FuncX is built to run many tasks in parallel. You can instruct Gladier to pass multiple task payloads with the tasks modifier. However, at this level FuncX also needs an expcilit FuncX endpoint and Function ID for each task it will process. It’s common to use one FuncX function to build the list of payloads to be run in parallel.

def parallel_workload_input_builder(funcx_endpoint_compute, parallel_workload_funcx_id, parallel_workloads, **data):
    return [{
        'endpoint': funcx_endpoint_compute,
        'function': parallel_workload_funcx_id,
        'payload': payload,
    } for payload in parallel_workloads]


def parallel_workload(name, **data):
    import time
    return f'{name} finished at {time.time()}!'


@generate_flow_definition(modifiers={
    parallel_workload: {'tasks': '$.ParallelWorkloadInputBuilder.details.result[0]'},
})
class ParallelWorkloadsTool(GladierBaseTool):
    funcx_functions = [
        parallel_workload_input_builder,
        parallel_workload,
    ]
    required_input = [
        'funcx_endpoint_compute',
        'parallel_workloads',
        'parallel_workload_funcx_id'
    ]

Above, the parallel_workload_input_builder function is run first and generates the list of FuncX tasks. This can be an arbitrarily long list determined at runtime. Each task in the list must contain three elements: endpoint, function and payload.

endpoint above is typically specified by the user at input time, and is by default funcx_endpoint_compute. But the FuncX function is updated by Gladier every change, and the name is determined automatically. By default, Gladier appends _funcx_id to the end of each of the funcx_function definitions and automaticaly adds them to $.input. parallel_workload_funcx_id can be determined above using this method, or one can verify via the flow output.

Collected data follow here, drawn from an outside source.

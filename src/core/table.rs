use std::collections::btree_map::{self, BTreeMap};

use tracing::{debug, warn};

use crate::core::library::Library;
use crate::parsing::LibraryTableError;

/// Libraries of one loaded table, keyed by library id
///
/// Tables are built once per load and never updated in place; reload the
/// source to pick up changes.
#[derive(Debug, Clone, Default, PartialEq, Eq)]
pub struct LibraryTable {
    libraries: BTreeMap<String, Library>,
}

impl LibraryTable {
    #[must_use]
    pub fn new() -> Self {
        Self::default()
    }

    /// Build a table from a sequence of libraries, failing on the first repeated id.
    ///
    /// # Errors
    ///
    /// Returns `LibraryTableError::DuplicateLibraryId` for a repeated id, or the
    /// first error yielded by `libraries`.
    pub fn try_from_libraries<I>(libraries: I) -> Result<Self, LibraryTableError>
    where
        I: IntoIterator<Item = Result<Library, LibraryTableError>>,
    {
        let mut table = Self::new();
        for library in libraries {
            table.insert(library?)?;
        }
        debug!(libraries = table.len(), "Loaded library table");
        Ok(table)
    }

    /// Add a library.
    ///
    /// # Errors
    ///
    /// Returns `LibraryTableError::DuplicateLibraryId` if the id is already present.
    pub fn insert(&mut self, library: Library) -> Result<(), LibraryTableError> {
        match self.libraries.entry(library.library_id.clone()) {
            btree_map::Entry::Occupied(entry) => {
                Err(LibraryTableError::DuplicateLibraryId(entry.key().clone()))
            }
            btree_map::Entry::Vacant(entry) => {
                entry.insert(library);
                Ok(())
            }
        }
    }

    pub fn get(&self, library_id: &str) -> Option<&Library> {
        self.libraries.get(library_id)
    }

    pub fn contains(&self, library_id: &str) -> bool {
        self.libraries.contains_key(library_id)
    }

    pub fn len(&self) -> usize {
        self.libraries.len()
    }

    pub fn is_empty(&self) -> bool {
        self.libraries.is_empty()
    }

    /// Iterate over (library id, library) in id order
    pub fn iter(&self) -> btree_map::Iter<'_, String, Library> {
        self.libraries.iter()
    }

    pub fn values(&self) -> btree_map::Values<'_, String, Library> {
        self.libraries.values()
    }

    /// Validate every library, logging each problem.
    ///
    /// Returns the ids of the libraries that failed validation.
    ///
    /// # Errors
    ///
    /// Returns `LibraryTableError::Io` if the filesystem cannot be queried.
    pub fn validate_all(&self) -> Result<Vec<String>, LibraryTableError> {
        let mut invalid = Vec::new();
        for library in self.values() {
            if !library.is_valid()? {
                invalid.push(library.library_id.clone());
            }
        }
        Ok(invalid)
    }

    /// Drop every library that fails validation and return their ids.
    ///
    /// # Errors
    ///
    /// Returns `LibraryTableError::Io` if the filesystem cannot be queried; the
    /// table is left unchanged in that case.
    pub fn retain_valid(&mut self) -> Result<Vec<String>, LibraryTableError> {
        let invalid = self.validate_all()?;
        for library_id in &invalid {
            warn!(library = %library_id, "Excluding invalid library");
            self.libraries.remove(library_id);
        }
        Ok(invalid)
    }
}

impl IntoIterator for LibraryTable {
    type Item = (String, Library);
    type IntoIter = btree_map::IntoIter<String, Library>;

    fn into_iter(self) -> Self::IntoIter {
        self.libraries.into_iter()
    }
}

impl<'a> IntoIterator for &'a LibraryTable {
    type Item = (&'a String, &'a Library);
    type IntoIter = btree_map::Iter<'a, String, Library>;

    fn into_iter(self) -> Self::IntoIter {
        self.libraries.iter()
    }
}

#[cfg(test)]
mod tests {
    use super::*;
    use crate::core::types::LibraryType;

    #[test]
    fn test_insert_and_get() {
        let mut table = LibraryTable::new();
        table.insert(Library::new("L2")).unwrap();
        table.insert(Library::new("L1")).unwrap();

        assert_eq!(table.len(), 2);
        assert!(table.contains("L1"));
        assert_eq!(table.get("L2").unwrap().library_id, "L2");
        assert!(table.get("L3").is_none());

        let ids: Vec<&String> = table.iter().map(|(id, _)| id).collect();
        assert_eq!(ids, vec!["L1", "L2"]);
    }

    #[test]
    fn test_duplicate_id_rejected() {
        let mut table = LibraryTable::new();
        table.insert(Library::new("L1")).unwrap();
        let err = table.insert(Library::new("L1")).unwrap_err();
        assert!(matches!(err, LibraryTableError::DuplicateLibraryId(id) if id == "L1"));
        assert_eq!(table.len(), 1);
    }

    #[test]
    fn test_try_from_libraries_aborts_on_duplicate() {
        let libraries = vec![
            Ok(Library::new("L1")),
            Ok(Library::new("L2")),
            Ok(Library::new("L1")),
        ];
        let result = LibraryTable::try_from_libraries(libraries);
        assert!(matches!(
            result,
            Err(LibraryTableError::DuplicateLibraryId(_))
        ));
    }

    #[test]
    fn test_retain_valid() {
        let mut table = LibraryTable::new();
        table
            .insert(
                Library::new("L1")
                    .with_library_type(LibraryType::FrFirststrand)
                    .with_read_files(["/no/such/file.fq"], []),
            )
            .unwrap();

        let dropped = table.retain_valid().unwrap();
        assert_eq!(dropped, vec!["L1"]);
        assert!(table.is_empty());
    }
}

payload must be a dictonary containing keyword parameters for the function which match the function signature. This is similar to all other FuncX functions used in Gladier, which are called with all input data specified on $.input.

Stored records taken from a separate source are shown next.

//! Command-line interface for libtable.
//!
//! This module implements the CLI using clap. Available commands:
//!
//! - **validate**: Load a library table and check every library
//! - **export**: Convert a library table to XML, TSV or JSON
//! - **chrom**: Convert chromosome names between UCSC and Ensembl conventions
//!
//! ## Usage
//!
//! ```text
//! # Check that strand protocols are known and read files exist
//! libtable validate libraries.xlsx
//!
//! # JSON report for scripting
//! libtable validate libraries.xml --format json
//!
//! # Convert a workbook to XML
//! libtable export libraries.xlsx --output libraries.xml
//!
//! # Chromosome names
//! libtable chrom 1 X MT --from ensembl --to ucsc
//! ```

use clap::{Parser, Subcommand};

use crate::parsing::TableFormat;

pub mod chrom;
pub mod export;
pub mod validate;

#[derive(Parser)]
#[command(name = "libtable")]
#[command(author = "Fulcrum Genomics")]
#[command(version)]
#[command(about = "Load and validate RNA-seq library tables")]
#[command(
    long_about = "libtable reads library tables describing RNA-seq sequencing libraries.\n\nTables may be tab-separated text, XML, or spreadsheet workbooks with 'libraries' and 'parameters' sheets. It can:\n- Check strand protocols and read file existence for every library\n- Convert tables between formats\n- Translate chromosome names between UCSC and Ensembl conventions"
)]
pub struct Cli {
    #[command(subcommand)]
    pub command: Commands,

    /// Enable verbose output
    #[arg(short, long, global = true)]
    pub verbose: bool,

    /// Output format
    #[arg(short, long, global = true, default_value = "text")]
    pub format: OutputFormat,
}

#[derive(Subcommand)]
pub enum Commands {
    /// Validate the libraries in a library table
    Validate(validate::ValidateArgs),

    /// Convert a library table to another format
    Export(export::ExportArgs),

    /// Convert chromosome names between naming conventions
    Chrom(chrom::ChromArgs),
}

#[derive(Clone, Copy, Debug, clap::ValueEnum)]
pub enum OutputFormat {
    Text,
    Json,
    Tsv,
}

/// Library table format, overriding detection by file extension
#[derive(Clone, Copy, Debug, clap::ValueEnum)]
pub enum InputFormat {
    Tsv,
    Xml,
    Workbook,
}

impl From<InputFormat> for TableFormat {
    fn from(format: InputFormat) -> Self {
        match format {
            InputFormat::Tsv => TableFormat::Tsv,
            InputFormat::Xml => TableFormat::Xml,
            InputFormat::Workbook => TableFormat::Workbook,
        }
    }
}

When parallel_workload runs, it will execute all tasks in parallel, or by any rules defined by your particular FuncX endpoint. Each of the outputs will be listed in $.ParallelWorkload.details.result once all tasks finish. If any task fails, a stack trace will be returned as a string. If all tasks fail, the flow will be marked as “FAILED”.

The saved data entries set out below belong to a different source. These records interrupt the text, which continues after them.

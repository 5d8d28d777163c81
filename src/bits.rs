//! Field access on 32-bit register words.

/// Checks if bit `bit` of `word` is set.
pub fn is_set(word: u32, bit: u32) -> bool {
    word & (1 << bit) != 0
}

/// The least significant byte of a register word, where data registers keep their character.
pub fn low_byte(word: u32) -> u8 {
    (word & 0xff) as u8
}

A full example of the Flow Definition as JSON output is below:

{
    "Comment": "Flow with states: ParallelWorkloadInputBuilder, ParallelWorkload",
    "StartAt": "ParallelWorkloadInputBuilder",
    "States": {
        "ParallelWorkloadInputBuilder": {
        "Comment": null,
        "Type": "Action",
        "ActionUrl": "https://automate.funcx.org",
        "ActionScope": "https://auth.globus.org/scopes/b3db7e59-a6f1-4947-95c2-59d6b7a70f8c/action_all",
        "ExceptionOnActionFailure": false,
        "Parameters": {
            "tasks": [
            {
                "endpoint.$": "$.input.funcx_endpoint_compute",
                "function.$": "$.input.parallel_workload_input_builder_funcx_id",
                "payload.$": "$.input"
            }
            ]
        },
        "ResultPath": "$.ParallelWorkloadInputBuilder",
        "WaitTime": 300,
        "Next": "ParallelWorkload"
        },
        "ParallelWorkload": {
        "Comment": null,
        "Type": "Action",
        "ActionUrl": "https://automate.funcx.org",
        "ActionScope": "https://auth.globus.org/scopes/b3db7e59-a6f1-4947-95c2-59d6b7a70f8c/action_all",
        "Parameters": {
            "tasks.$": "$.ParallelWorkloadInputBuilder.details.result[0]"
        },
        "ResultPath": "$.ParallelWorkload",
        "WaitTime": 300,
        "ExceptionOnActionFailure": true,
        "End": true
        }
    }
}

Parallel Processing Example

Below is a full runnable example, using the FuncX tutorial endpoint.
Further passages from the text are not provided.